Stored items
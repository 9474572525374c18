//! Display Name Value Object

use kernel::error::app_error::{AppError, AppResult};
use serde::{Deserialize, Serialize};

/// Minimum display name length, in UTF-16 code units
pub const NAME_MIN_LENGTH: usize = 2;

pub const NAME_TOO_SHORT_MESSAGE: &str = "Name must be at least 2 characters";

/// Name shown on the dashboard
///
/// Kept as entered. Length is counted in UTF-16 code units, the same way a
/// browser counts `minlength`, and whitespace counts.
#[derive(Debug, Clone, PartialEq, Eq, Serialize, Deserialize)]
pub struct DisplayName(String);

impl DisplayName {
    pub fn new(name: impl AsRef<str>) -> AppResult<Self> {
        let name = name.as_ref();

        if name.encode_utf16().count() < NAME_MIN_LENGTH {
            return Err(AppError::bad_request(NAME_TOO_SHORT_MESSAGE));
        }

        Ok(Self(name.to_string()))
    }

    pub fn as_str(&self) -> &str {
        &self.0
    }
}

impl std::fmt::Display for DisplayName {
    fn fmt(&self, f: &mut std::fmt::Formatter<'_>) -> std::fmt::Result {
        f.write_str(&self.0)
    }
}

#[cfg(test)]
mod tests {
    use super::*;

    #[test]
    fn test_display_name_valid() {
        assert_eq!(DisplayName::new("Al").unwrap().as_str(), "Al");
        assert_eq!(DisplayName::new(" A").unwrap().as_str(), " A");
        assert!(DisplayName::new("李雷").is_ok());
        // One emoji is two UTF-16 code units
        assert!(DisplayName::new("😀").is_ok());
    }

    #[test]
    fn test_display_name_too_short() {
        assert!(DisplayName::new("").is_err());
        assert!(DisplayName::new("A").is_err());
        assert!(DisplayName::new(" ").is_err());
        assert!(DisplayName::new("é").is_err());
        assert_eq!(
            DisplayName::new("A").unwrap_err().message(),
            NAME_TOO_SHORT_MESSAGE
        );
    }
}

(WHAT YOU SHOULD DO):
Look through the data above and return each line where the string "units" occurs.

(RESPONSE BOX):
/// Minimum display name length, in UTF-16 code units
/// Kept as entered. Length is counted in UTF-16 code units, the same way a
        // One emoji is two UTF-16 code units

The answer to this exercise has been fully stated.